Final Fantasy VIII
When a game sells over 8.5 million copies you take notice of it. Final Fantasy VIII is one such game and while it doesn’t quite reach the same scope and achievements set by its predecessor, it nevertheless remains a fantastic RPG that any fan of the genre needs to experience.
Interestingly, Final Fantasy VIII’s story is perhaps the weakest link in an otherwise strong chain of accomplishments. Set in an unnamed world, the eighth part of Square’s popular franchise deals with the trials and tribulations of Squall Leonheart, a troubled individual with a mysterious past and a love of gunblades who teams up with the usual bunch of misfits to topple an evil malevolent queen.
While Final Fantasy VIII goes through many twists and turns during its lengthy playtime it never quite manages to eclipse the epicness that Final Fantasy VII offers and while there are plenty of memorable moments you won’t find anything on a par with key scenes like Aeris’s death.
And yet while Final Fantasy VIII’s plot doesn’t quite match the solid, if slightly generic tale told in Final Fantasy VII, its characters can easily hold their own against the likes of Cloud, Barret and Sephiroth.
While some gamers claimed Squall Leonheart to be something of a miserable git, we’ve always found him rather refreshing and realistic and his journey from sulky teen to saviour is handled with far more skill than Squaresoft managed with Cloud.
Other characters such as Squall’s rival Seifer and his love interest Rinoa are just as ably handled and you really care about their outcomes by the game’s epic end.
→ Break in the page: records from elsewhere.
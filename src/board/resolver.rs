//! Drop resolution - the merge engine.
//!
//! A drop of item `D` onto target `T` resolves to exactly one of:
//!
//! 1. **Cancel**: no target cell. Nothing changes.
//! 2. **Home**: `T` is `D`'s own cell. Nothing changes.
//! 3. **Merge**: `T` holds a similar item. It is destroyed and `D` levels up.
//! 4. **Displace**: `T` holds a different item. It is relocated, `D` takes `T`.
//! 5. **Move**: `T` is empty. `D` takes `T`.
//!
//! Every lookup that can fail happens before the first write, so an error
//! leaves the grid and item set untouched.
//!
//! ## Displacement
//!
//! `D`'s origin and `T` are both cleared before searching. The search runs
//! from `T` and falls back to `D`'s origin, which is guaranteed empty, so
//! the displaced item never lands on an occupied cell. On a full board
//! this makes displacement a swap.

use serde::{Deserialize, Serialize};
use tracing::debug;

use crate::core::{DropError, ItemId};
use crate::grid::{CellIndex, GridModel, NearestEmptySearch};
use crate::items::ItemSet;

/// What a drop did. Rendering uses this to place item visuals.
#[derive(Clone, Debug, PartialEq, Eq, Serialize, Deserialize)]
pub enum DropOutcome {
    /// Dropped outside every cell. Restore the item to `origin`.
    Cancelled { item: ItemId, origin: CellIndex },

    /// Dropped on its own cell. Restore the item to `origin`.
    Home { item: ItemId, origin: CellIndex },

    /// Absorbed a similar item.
    Merged {
        item: ItemId,
        absorbed: ItemId,
        from: CellIndex,
        to: CellIndex,
        level: u32,
        /// False when the level was already saturated.
        leveled_up: bool,
    },

    /// Took an occupied cell, pushing its occupant elsewhere.
    Displaced {
        item: ItemId,
        from: CellIndex,
        to: CellIndex,
        displaced: ItemId,
        displaced_to: CellIndex,
    },

    /// Moved into an empty cell.
    Moved {
        item: ItemId,
        from: CellIndex,
        to: CellIndex,
    },
}

impl DropOutcome {
    /// The dragged item.
    #[must_use]
    pub fn item(&self) -> ItemId {
        match self {
            DropOutcome::Cancelled { item, .. }
            | DropOutcome::Home { item, .. }
            | DropOutcome::Merged { item, .. }
            | DropOutcome::Displaced { item, .. }
            | DropOutcome::Moved { item, .. } => *item,
        }
    }

    /// Did the board change?
    #[must_use]
    pub fn is_mutation(&self) -> bool {
        !matches!(self, DropOutcome::Cancelled { .. } | DropOutcome::Home { .. })
    }

    /// Cell the dragged item's visual should rest on.
    #[must_use]
    pub fn resting_cell(&self) -> CellIndex {
        match self {
            DropOutcome::Cancelled { origin, .. } | DropOutcome::Home { origin, .. } => *origin,
            DropOutcome::Merged { to, .. }
            | DropOutcome::Displaced { to, .. }
            | DropOutcome::Moved { to, .. } => *to,
        }
    }
}

/// Applies the merge/displace/reject policy.
#[derive(Clone, Copy, Debug)]
pub struct DropResolver {
    max_level: u32,
}

impl DropResolver {
    /// Create a resolver whose merges saturate at `max_level`.
    #[must_use]
    pub fn new(max_level: u32) -> Self {
        Self { max_level }
    }

    #[must_use]
    pub fn max_level(&self) -> u32 {
        self.max_level
    }

    /// Resolve a drop of `item` onto `target`.
    pub fn resolve(
        &self,
        grid: &mut GridModel,
        items: &mut ItemSet,
        item: ItemId,
        target: Option<CellIndex>,
    ) -> Result<DropOutcome, DropError> {
        let dragged = items.get(item).ok_or(DropError::UnknownItem(item))?;
        let origin = dragged.cell();
        let sign = dragged.sign();
        grid.get(origin)?;

        let Some(target) = target else {
            debug!(%item, %origin, "drop cancelled");
            return Ok(DropOutcome::Cancelled { item, origin });
        };

        let Some(target_sign) = grid.get(target)? else {
            grid.clear(origin)?;
            grid.set(target, sign)?;
            self.move_item(items, item, target);
            debug!(%item, from = %origin, to = %target, "moved into empty cell");
            return Ok(DropOutcome::Moved { item, from: origin, to: target });
        };

        let occupant = items.at(target).ok_or(DropError::Unclaimed(target))?.id();

        if occupant == item {
            debug!(%item, %origin, "dropped home");
            return Ok(DropOutcome::Home { item, origin });
        }

        if target_sign == sign {
            items.remove(occupant);
            grid.clear(origin)?;
            grid.set(target, sign)?;

            let (level, leveled_up) = match items.get_mut(item) {
                Some(survivor) => {
                    survivor.set_cell(target);
                    let leveled_up = survivor.level_up(self.max_level);
                    (survivor.level(), leveled_up)
                }
                None => return Err(DropError::UnknownItem(item)),
            };

            debug!(%item, absorbed = %occupant, to = %target, level, leveled_up, "merged");
            return Ok(DropOutcome::Merged {
                item,
                absorbed: occupant,
                from: origin,
                to: target,
                level,
                leveled_up,
            });
        }

        grid.clear(origin)?;
        grid.clear(target)?;
        let landing = NearestEmptySearch::new(grid).find_empty_or(target, origin)?;
        grid.set(landing, target_sign)?;
        self.move_item(items, occupant, landing);

        grid.set(target, sign)?;
        self.move_item(items, item, target);

        debug!(
            %item,
            from = %origin,
            to = %target,
            displaced = %occupant,
            displaced_to = %landing,
            "displaced occupant"
        );
        Ok(DropOutcome::Displaced {
            item,
            from: origin,
            to: target,
            displaced: occupant,
            displaced_to: landing,
        })
    }

    fn move_item(&self, items: &mut ItemSet, id: ItemId, cell: CellIndex) {
        if let Some(item) = items.get_mut(id) {
            item.set_cell(cell);
        }
    }
}
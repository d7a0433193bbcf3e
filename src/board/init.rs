//! Board seeding.
//!
//! Every cell receives an item: a random permutation of the cell indices
//! is drawn and walked in order. All placements get `Sign::PRIMARY`
//! except the last, which gets `Sign::SECONDARY`.

use tracing::debug;

use crate::core::{GridError, ItemId, RandomSource, Sign};
use crate::grid::{CellIndex, GridModel};
use crate::items::{Item, ItemSet};

/// Seeds a grid and item set.
pub struct BoardInitializer;

impl BoardInitializer {
    /// Random permutation of `0..count`.
    ///
    /// Draw-without-replacement: each step picks a uniform index into the
    /// remaining pool and removes it. Quadratic in `count`, fine for board
    /// sizes.
    pub fn permutation(rng: &mut impl RandomSource, count: usize) -> Vec<usize> {
        let mut remaining: Vec<usize> = (0..count).collect();
        let mut order = Vec::with_capacity(count);

        while !remaining.is_empty() {
            let pick = rng.next_index(remaining.len());
            order.push(remaining.remove(pick));
        }

        order
    }

    /// Fill an empty grid, returning the seeded item set.
    ///
    /// Item ids follow placement order, starting at 0. Fails with
    /// `GridError::TooManyCells` before drawing if the grid has more cells
    /// than there are ids.
    pub fn seed(grid: &mut GridModel, rng: &mut impl RandomSource) -> Result<ItemSet, GridError> {
        let columns = grid.columns();
        let count = grid.cell_count();
        if u32::try_from(count).is_err() {
            return Err(GridError::TooManyCells { count });
        }
        let order = Self::permutation(rng, count);
        let last = order.len().saturating_sub(1);
        let mut items = ItemSet::new();

        for (id, (i, &flat)) in (0u32..).zip(order.iter().enumerate()) {
            let cell = CellIndex::from_flat(flat, columns);
            let sign = if i == last { Sign::SECONDARY } else { Sign::PRIMARY };

            grid.set(cell, sign)?;
            items.insert(Item::new(ItemId::new(id), sign, cell));
        }

        debug!(
            rows = grid.rows(),
            columns,
            items = items.len(),
            secondary = ?order.last().map(|&f| CellIndex::from_flat(f, columns)),
            "board seeded"
        );

        Ok(items)
    }
}
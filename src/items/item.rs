//! Items - the pieces sitting on the board.
//!
//! An `Item` caches its board position. The grid is authoritative; only
//! the board's mutation paths move an item, and they update the grid in
//! the same step.

use serde::{Deserialize, Serialize};

use crate::core::{ItemId, Sign};
use crate::grid::CellIndex;

/// A live item on the board.
#[derive(Clone, Debug, PartialEq, Eq, Hash, Serialize, Deserialize)]
pub struct Item {
    id: ItemId,
    sign: Sign,
    level: u32,
    cell: CellIndex,
}

impl Item {
    /// Create a level-0 item at `cell`.
    #[must_use]
    pub fn new(id: ItemId, sign: Sign, cell: CellIndex) -> Self {
        Self {
            id,
            sign,
            level: 0,
            cell,
        }
    }

    #[must_use]
    pub fn id(&self) -> ItemId {
        self.id
    }

    #[must_use]
    pub fn sign(&self) -> Sign {
        self.sign
    }

    /// Merges absorbed so far, capped at the level-visual count.
    #[must_use]
    pub fn level(&self) -> u32 {
        self.level
    }

    /// Current board position.
    #[must_use]
    pub fn cell(&self) -> CellIndex {
        self.cell
    }

    #[must_use]
    pub fn row(&self) -> usize {
        self.cell.row
    }

    #[must_use]
    pub fn column(&self) -> usize {
        self.cell.column
    }

    /// Two items are similar iff their signs match.
    #[must_use]
    pub fn is_similar(&self, other: &Item) -> bool {
        self.sign == other.sign
    }

    /// Raise the level by one unless already at `max_level`.
    ///
    /// Returns whether the level changed.
    pub(crate) fn level_up(&mut self, max_level: u32) -> bool {
        if self.level >= max_level {
            return false;
        }
        self.level += 1;
        true
    }

    pub(crate) fn set_cell(&mut self, cell: CellIndex) {
        self.cell = cell;
    }
}
#[cfg(test)]
mod tests {
    use super::*;
    use crate::core::{BoardRng, CellLayout, ConfigError};

    fn layout(rows: &[&[u16]]) -> Vec<Vec<u16>> {
        rows.iter().map(|r| r.to_vec()).collect()
    }

    #[test]
    fn test_new_board_is_full_and_consistent() {
        let board = Board::new(BoardConfig::new(4, 4), &mut BoardRng::new(1)).unwrap();
        assert_eq!(board.item_count(), 16);
        assert_eq!(board.grid().occupied_count(), 16);
        assert!(board.check_invariants().is_ok());
    }

    #[test]
    fn test_new_rejects_bad_config() {
        let result = Board::new(BoardConfig::new(0, 3), &mut BoardRng::new(1));
        assert!(matches!(result, Err(BoardError::Config(_))));
    }

    #[test]
    fn test_from_layout() {
        let board =
            Board::from_layout(BoardConfig::new(2, 2), &layout(&[&[1, 0], &[0, 2]])).unwrap();
        assert_eq!(board.item_count(), 2);
        assert_eq!(board.item_at(CellIndex::new(1, 1)).unwrap().id(), ItemId::new(1));
        assert!(board.check_invariants().is_ok());
    }

    #[test]
    fn test_from_layout_validates_shape_and_signs() {
        let config = BoardConfig::new(2, 2);
        assert_eq!(
            Board::from_layout(config.clone(), &layout(&[&[1, 0]])).unwrap_err(),
            BoardError::RowCount { expected: 2, actual: 1 }
        );
        assert_eq!(
            Board::from_layout(config.clone(), &layout(&[&[1, 0], &[1]])).unwrap_err(),
            BoardError::ColumnCount { row: 1, expected: 2, actual: 1 }
        );
        assert_eq!(
            Board::from_layout(config, &layout(&[&[1, 3], &[0, 0]])).unwrap_err(),
            BoardError::UnknownSign { row: 0, column: 1, sign: 3, sign_count: 2 }
        );
    }

    #[test]
    fn test_drop_outside_cancels() {
        let mut board =
            Board::from_layout(BoardConfig::new(1, 2), &layout(&[&[1, 0]])).unwrap();
        let outcome = board
            .drop_item(DropGesture::new(ItemId::new(0), Point::new(5000.0, 0.0)))
            .unwrap();
        assert_eq!(
            outcome,
            DropOutcome::Cancelled { item: ItemId::new(0), origin: CellIndex::new(0, 0) }
        );
        assert_eq!(outcome.resting_cell(), CellIndex::new(0, 0));
    }

    #[test]
    fn test_drop_locates_target_cell() {
        let mut board =
            Board::from_layout(BoardConfig::new(1, 2), &layout(&[&[1, 0]])).unwrap();
        let point = board.locator().rect(CellIndex::new(0, 1)).unwrap().center;

        let outcome = board.drop_item(DropGesture::new(ItemId::new(0), point)).unwrap();

        assert_eq!(outcome.resting_cell(), CellIndex::new(0, 1));
        assert_eq!(board.grid().rows_snapshot(), vec![vec![0, 1]]);
    }

    #[test]
    fn test_preview_leaves_board_untouched() {
        let board =
            Board::from_layout(BoardConfig::new(1, 2), &layout(&[&[1, 1]])).unwrap();
        let point = board.locator().rect(CellIndex::new(0, 1)).unwrap().center;

        let outcome = board.preview(DropGesture::new(ItemId::new(0), point)).unwrap();

        assert!(matches!(outcome, DropOutcome::Merged { level: 1, .. }));
        assert_eq!(board.item_count(), 2);
        assert_eq!(board.item(ItemId::new(0)).unwrap().level(), 0);
    }

    #[test]
    fn test_set_locator_checks_dimensions() {
        let mut board = Board::new(BoardConfig::new(2, 3), &mut BoardRng::new(5)).unwrap();
        let wrong = CellLocator::centered(3, 3, CellLayout::default());
        assert_eq!(
            board.set_locator(wrong).unwrap_err(),
            BoardError::Locator(LocatorError::Dimensions {
                rows: 3,
                columns: 3,
                expected_rows: 2,
                expected_columns: 3,
            })
        );

        let right = CellLocator::centered(2, 3, CellLayout::new(10.0, 10.0, 0.0));
        board.set_locator(right).unwrap();
        assert_eq!(board.locator().rect(CellIndex::new(0, 0)).unwrap().width, 10.0);
    }

    #[test]
    fn test_invariant_violation_detected() {
        let mut board =
            Board::from_layout(BoardConfig::new(1, 2), &layout(&[&[1, 0]])).unwrap();
        board.grid.set(CellIndex::new(0, 1), Sign::SECONDARY).unwrap();
        assert_eq!(
            board.check_invariants(),
            Err(InvariantError::CountMismatch { occupied: 2, items: 1 })
        );
    }

    #[test]
    fn test_board_serde() {
        let board = Board::new(BoardConfig::default(), &mut BoardRng::new(8)).unwrap();
        let json = serde_json::to_string(&board).unwrap();
        let restored: Board = serde_json::from_str(&json).unwrap();
        assert_eq!(restored.grid(), board.grid());
        assert!(restored.check_invariants().is_ok());
    }

    fn board_json(rows: &[&[u16]]) -> serde_json::Value {
        let config = BoardConfig::new(rows.len(), rows[0].len());
        let board = Board::from_layout(config, &layout(rows)).unwrap();
        serde_json::to_value(&board).unwrap()
    }

    fn load(value: serde_json::Value) -> Result<Board, String> {
        serde_json::from_str(&value.to_string()).map_err(|e| e.to_string())
    }

    #[test]
    fn test_deserialize_rejects_unclaimed_cells() {
        let mut value = board_json(&[&[1, 1]]);
        value["items"]["items"] = serde_json::json!({});

        let err = load(value).unwrap_err();
        assert!(err.contains("2 occupied cells but 0 live items"), "{err}");
    }

    #[test]
    fn test_deserialize_rejects_item_off_its_cell() {
        let mut value = board_json(&[&[1, 0]]);
        value["items"]["items"]["0"]["cell"]["column"] = serde_json::json!(1);

        let err = load(value).unwrap_err();
        assert!(err.contains("Item(0) claims cell (0, 1) which holds None"), "{err}");
    }

    #[test]
    fn test_deserialize_rejects_short_grid() {
        let mut value = board_json(&[&[1, 0], &[0, 2]]);
        value["grid"]["cells"] = serde_json::json!([1]);

        let err = load(value).unwrap_err();
        assert!(err.contains("2x2 grid needs 4 cells, got 1"), "{err}");
    }

    #[test]
    fn test_deserialize_rejects_grid_config_mismatch() {
        let mut value = board_json(&[&[1, 0]]);
        value["config"]["columns"] = serde_json::json!(3);

        let err = load(value).unwrap_err();
        assert!(err.contains("grid is 1x2, config expects 1x3"), "{err}");
    }

    #[test]
    fn test_deserialize_rejects_mismatched_locator() {
        let mut value = board_json(&[&[1, 0]]);
        value["locator"] =
            serde_json::to_value(CellLocator::centered(2, 2, CellLayout::default())).unwrap();
        let err = load(value).unwrap_err();
        assert!(err.contains("locator covers 2x2 cells, grid is 1x2"), "{err}");

        let mut value = board_json(&[&[1, 0]]);
        value["locator"]["rects"] = serde_json::json!([]);
        let err = load(value).unwrap_err();
        assert!(err.contains("expected 2 cell rectangles, got 0"), "{err}");
    }

    #[test]
    fn test_deserialize_rejects_out_of_range_sign_and_level() {
        let mut value = board_json(&[&[1, 0]]);
        value["grid"]["cells"][0] = serde_json::json!(3);
        value["items"]["items"]["0"]["sign"] = serde_json::json!(3);
        let err = load(value).unwrap_err();
        assert!(err.contains("sign 3 at (0, 0) exceeds sign_count 2"), "{err}");

        let mut value = board_json(&[&[1, 0]]);
        value["items"]["items"]["0"]["level"] = serde_json::json!(9);
        let err = load(value).unwrap_err();
        assert!(err.contains("Item(0) is at level 9, above the cap of 4"), "{err}");
    }

    #[test]
    fn test_new_rejects_board_beyond_id_space() {
        // Rejected by config validation before any cell is allocated
        let result = Board::new(BoardConfig::new(70_000, 70_000), &mut BoardRng::new(1));
        assert!(matches!(
            result,
            Err(BoardError::Config(ConfigError::TooManyCells { .. }))
        ));
    }
}
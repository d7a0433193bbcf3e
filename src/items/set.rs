//! The set of live items.
//!
//! Backed by `im::OrdMap` so cloning a board (for drop previews) is O(1)
//! and iteration order is deterministic (by `ItemId`).

use im::OrdMap;
use serde::{Deserialize, Serialize};

use super::item::Item;
use crate::core::{InvariantError, ItemId};
use crate::grid::CellIndex;

#[derive(Clone, Debug, Default, PartialEq, Eq, Serialize, Deserialize)]
#[serde(try_from = "ItemSetRaw")]
pub struct ItemSet {
    items: OrdMap<ItemId, Item>,
}

#[derive(Deserialize)]
struct ItemSetRaw {
    items: OrdMap<ItemId, Item>,
}

impl TryFrom<ItemSetRaw> for ItemSet {
    type Error = InvariantError;

    fn try_from(raw: ItemSetRaw) -> Result<Self, Self::Error> {
        if let Some((&key, item)) = raw.items.iter().find(|(key, item)| **key != item.id()) {
            return Err(InvariantError::MisfiledItem { key, item: item.id() });
        }
        Ok(Self { items: raw.items })
    }
}

impl ItemSet {
    #[must_use]
    pub fn new() -> Self {
        Self::default()
    }

    /// Add an item.
    ///
    /// Panics if an item with the same id is already live.
    pub fn insert(&mut self, item: Item) {
        let id = item.id();
        if self.items.insert(id, item).is_some() {
            panic!("{} already exists in item set", id);
        }
    }

    /// Remove and return an item.
    pub fn remove(&mut self, id: ItemId) -> Option<Item> {
        self.items.remove(&id)
    }

    #[must_use]
    pub fn get(&self, id: ItemId) -> Option<&Item> {
        self.items.get(&id)
    }

    pub(crate) fn get_mut(&mut self, id: ItemId) -> Option<&mut Item> {
        self.items.get_mut(&id)
    }

    #[must_use]
    pub fn contains(&self, id: ItemId) -> bool {
        self.items.contains_key(&id)
    }

    /// The item whose cached position is `cell`.
    ///
    /// Linear scan; boards are small.
    #[must_use]
    pub fn at(&self, cell: CellIndex) -> Option<&Item> {
        self.items.values().find(|item| item.cell() == cell)
    }

    #[must_use]
    pub fn len(&self) -> usize {
        self.items.len()
    }

    #[must_use]
    pub fn is_empty(&self) -> bool {
        self.items.is_empty()
    }

    /// Iterate items in id order.
    pub fn iter(&self) -> impl Iterator<Item = &Item> {
        self.items.values()
    }
}
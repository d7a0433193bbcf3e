//! Nearest-empty search used to relocate displaced items.
//!
//! ## Traversal
//!
//! Depth-first from the start cell, with an explicit LIFO frontier.
//! Neighbours are generated in `Direction::ALL` order and only empty
//! cells are ever pushed, so the result is the first empty cell in that
//! order - not necessarily the geometrically closest one. The last
//! candidate pushed is the first one tested.
//!
//! The start cell is never returned as a hit. When nothing qualifies the
//! search returns a caller-supplied fallback, which the caller guarantees
//! is empty.

use rustc_hash::FxHashSet;
use tracing::trace;

use super::model::{CellIndex, GridModel};
use crate::core::GridError;

/// Stack-based search over a borrowed grid.
#[derive(Clone, Copy, Debug)]
pub struct NearestEmptySearch<'a> {
    grid: &'a GridModel,
}

impl<'a> NearestEmptySearch<'a> {
    #[must_use]
    pub fn new(grid: &'a GridModel) -> Self {
        Self { grid }
    }

    /// Find an empty cell starting from `start`, falling back to `start`.
    ///
    /// The caller must already have cleared `start`.
    pub fn find_empty(&self, start: CellIndex) -> Result<CellIndex, GridError> {
        self.find_empty_or(start, start)
    }

    /// Find an empty cell starting from `start`, falling back to `fallback`.
    pub fn find_empty_or(
        &self,
        start: CellIndex,
        fallback: CellIndex,
    ) -> Result<CellIndex, GridError> {
        // Validates `start` up front so a bad origin fails loudly
        self.grid.get(start)?;

        let mut frontier: Vec<CellIndex> = vec![start];
        let mut queued: FxHashSet<CellIndex> = FxHashSet::default();
        let mut visited: FxHashSet<CellIndex> = FxHashSet::default();
        queued.insert(start);

        let mut is_origin = true;

        while let Some(cell) = frontier.pop() {
            queued.remove(&cell);

            if is_origin {
                is_origin = false;
            } else if self.grid.is_empty(cell)? {
                trace!(%start, found = %cell, "nearest empty cell");
                return Ok(cell);
            }

            visited.insert(cell);

            for next in self.grid.neighbors(cell) {
                if visited.contains(&next) || queued.contains(&next) {
                    continue;
                }
                if !self.grid.is_empty(next)? {
                    continue;
                }
                frontier.push(next);
                queued.insert(next);
            }
        }

        trace!(%start, %fallback, "no empty neighbour reachable, using fallback");
        Ok(fallback)
    }
}

#[cfg(test)]
mod tests {
    use super::*;
    use crate::core::Sign;

    fn grid_from(rows: &[&[u16]]) -> GridModel {
        let mut grid = GridModel::new(rows.len(), rows[0].len());
        for (r, row) in rows.iter().enumerate() {
            for (c, &raw) in row.iter().enumerate() {
                if let Some(sign) = Sign::new(raw) {
                    grid.set(CellIndex::new(r, c), sign).unwrap();
                }
            }
        }
        grid
    }

    #[test]
    fn test_last_pushed_candidate_wins() {
        // Every neighbour of the centre is empty; NorthEast is pushed last.
        let grid = grid_from(&[&[0, 0, 0], &[0, 0, 0], &[0, 0, 0]]);
        let found = NearestEmptySearch::new(&grid)
            .find_empty(CellIndex::new(1, 1))
            .unwrap();
        assert_eq!(found, CellIndex::new(0, 2));
    }

    #[test]
    fn test_start_is_never_a_hit() {
        let grid = grid_from(&[&[0, 1], &[1, 1]]);
        let search = NearestEmptySearch::new(&grid);
        // (0,0) is empty but is the origin; no other cell is empty.
        assert_eq!(
            search.find_empty_or(CellIndex::new(0, 0), CellIndex::new(1, 1)).unwrap(),
            CellIndex::new(1, 1)
        );
    }

    #[test]
    fn test_occupied_neighbours_are_skipped() {
        let grid = grid_from(&[&[1, 1, 0], &[1, 2, 1], &[0, 1, 1]]);
        let found = NearestEmptySearch::new(&grid)
            .find_empty(CellIndex::new(1, 1))
            .unwrap();
        // Only SouthWest (2,0) and NorthEast (0,2) are empty; NorthEast is pushed last.
        assert_eq!(found, CellIndex::new(0, 2));
    }

    #[test]
    fn test_full_board_falls_back_to_start() {
        let grid = grid_from(&[&[1, 1], &[1, 2]]);
        let found = NearestEmptySearch::new(&grid)
            .find_empty(CellIndex::new(1, 1))
            .unwrap();
        assert_eq!(found, CellIndex::new(1, 1));
    }

    #[test]
    fn test_unreachable_empty_cell_uses_fallback() {
        // (0,0) is empty but separated from the origin by an occupied cell.
        let grid = grid_from(&[&[0, 2, 2]]);
        let found = NearestEmptySearch::new(&grid)
            .find_empty_or(CellIndex::new(0, 2), CellIndex::new(0, 0))
            .unwrap();
        assert_eq!(found, CellIndex::new(0, 0));
    }

    #[test]
    fn test_bad_start_is_out_of_range() {
        let grid = GridModel::new(2, 2);
        let result = NearestEmptySearch::new(&grid).find_empty(CellIndex::new(2, 0));
        assert!(matches!(result, Err(GridError::OutOfRange { row: 2, .. })));
    }
}
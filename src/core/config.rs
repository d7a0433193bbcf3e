//! Board configuration.
//!
//! Hosts configure the engine at startup with a `BoardConfig`:
//! - grid dimensions (fixed for the board's lifetime)
//! - how many item types (signs) exist
//! - how many level visuals exist, which bounds leveling
//! - cell geometry used for hit-testing drop points
//!
//! The engine never hardcodes a board size - the host picks it.

use serde::{Deserialize, Serialize};

use super::error::ConfigError;

/// Cell geometry for hit-testing.
///
/// Cells are laid out centered on the origin with `gap` units between
/// neighbours. Units are whatever the input collaborator reports drop
/// points in.
#[derive(Clone, Copy, Debug, PartialEq, Serialize, Deserialize)]
pub struct CellLayout {
    pub cell_width: f32,
    pub cell_height: f32,
    pub gap: f32,
}

impl CellLayout {
    #[must_use]
    pub const fn new(cell_width: f32, cell_height: f32, gap: f32) -> Self {
        Self {
            cell_width,
            cell_height,
            gap,
        }
    }

    /// Check geometry is usable.
    pub fn validate(&self) -> Result<(), ConfigError> {
        if !(self.cell_width.is_finite() && self.cell_width > 0.0) {
            return Err(ConfigError::InvalidCellSize {
                field: "cell_width",
                value: self.cell_width,
            });
        }
        if !(self.cell_height.is_finite() && self.cell_height > 0.0) {
            return Err(ConfigError::InvalidCellSize {
                field: "cell_height",
                value: self.cell_height,
            });
        }
        if !(self.gap.is_finite() && self.gap >= 0.0) {
            return Err(ConfigError::InvalidGap { value: self.gap });
        }
        Ok(())
    }
}

impl Default for CellLayout {
    fn default() -> Self {
        Self::new(100.0, 100.0, 1.0)
    }
}

/// Complete board configuration.
#[derive(Clone, Debug, PartialEq, Serialize, Deserialize)]
pub struct BoardConfig {
    /// Grid rows (> 0).
    pub rows: usize,

    /// Grid columns (> 0).
    pub columns: usize,

    /// Number of defined item types. Valid signs are `1..=sign_count`.
    pub sign_count: u16,

    /// Number of defined level visuals. Item levels saturate here.
    pub level_visuals: u32,

    /// Cell geometry for the default centered locator.
    #[serde(default)]
    pub layout: CellLayout,
}

impl Default for BoardConfig {
    fn default() -> Self {
        Self {
            rows: 3,
            columns: 2,
            sign_count: 2,
            level_visuals: 4,
            layout: CellLayout::default(),
        }
    }
}

impl BoardConfig {
    /// Create a configuration for a `rows` x `columns` board.
    ///
    /// Other settings take their defaults.
    #[must_use]
    pub fn new(rows: usize, columns: usize) -> Self {
        Self {
            rows,
            columns,
            ..Self::default()
        }
    }

    /// Set the number of item types.
    #[must_use]
    pub fn with_sign_count(mut self, count: u16) -> Self {
        self.sign_count = count;
        self
    }

    /// Set the number of level visuals (the level cap).
    #[must_use]
    pub fn with_level_visuals(mut self, count: u32) -> Self {
        self.level_visuals = count;
        self
    }

    /// Set the cell geometry.
    #[must_use]
    pub fn with_layout(mut self, layout: CellLayout) -> Self {
        self.layout = layout;
        self
    }

    /// Total number of cells.
    #[must_use]
    pub fn cell_count(&self) -> usize {
        self.rows * self.columns
    }

    /// Highest level an item can reach.
    #[must_use]
    pub fn max_level(&self) -> u32 {
        self.level_visuals
    }

    /// Check every field is in range.
    pub fn validate(&self) -> Result<(), ConfigError> {
        if self.rows == 0 {
            return Err(ConfigError::ZeroDimension { field: "rows" });
        }
        if self.columns == 0 {
            return Err(ConfigError::ZeroDimension { field: "columns" });
        }
        // Item ids are u32 and one is minted per cell
        let fits = self
            .rows
            .checked_mul(self.columns)
            .is_some_and(|count| u32::try_from(count).is_ok());
        if !fits {
            return Err(ConfigError::TooManyCells {
                rows: self.rows,
                columns: self.columns,
            });
        }
        if self.sign_count < 2 {
            return Err(ConfigError::TooFewSigns {
                count: self.sign_count,
            });
        }
        if self.level_visuals == 0 {
            return Err(ConfigError::NoLevelVisuals);
        }
        self.layout.validate()
    }
}
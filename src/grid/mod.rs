//! Grid occupancy, nearest-empty search and point-to-cell hit testing.
//!
//! ## Key Types
//!
//! - `GridModel`: owned rows x columns matrix with bounds-checked access
//! - `CellIndex`: a (row, column) position
//! - `NearestEmptySearch`: finds a cell to relocate a displaced item into
//! - `CellLocator`: maps a drop point to a cell

pub mod model;
pub mod search;
pub mod locator;

pub use model::{CellIndex, Direction, GridModel};
pub use search::NearestEmptySearch;
pub use locator::{CellLocator, CellRect, Point};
There’s far more to Final Fantasy VIII than engaging characters and a typically barmy plot, though, and while its combat system is extremely similar to Final Fantasy VII’s there are plenty of new changes that will have stat fans in seventh heaven.
By far the most exciting additions are the GFs (Guardian Forces); huge summon-able monsters that are linked to characters and provide all sorts of handy bonuses. By assigning or ‘junctioning’ GFs to characters you could give them different commands to use in battle, decide what new abilities your GFs would learn and even change your character’s stats with spells you had discovered.
Unlike previous games you use the ability Draw to suck magic from opposing enemies, which can then be stockpiled or used against them. It’s not quite as mind-numbing to understand as Final Fantasy VII’s Materia, but it’s nevertheless a pretty complex game mechanic that gives your characters amazing flexibility.
Our favourite aspect of the GFs, though, is the ridiculous special moves they have access to, which in turn gives battles a truly epic feel.
Indeed, despite the low polygon counts and the now rather basic looking FMVs, Final Fantasy VIII still manages to impress in the aesthetics department mainly due to excellent character and location design and a truly exquisite score by Nobuo Uematsu.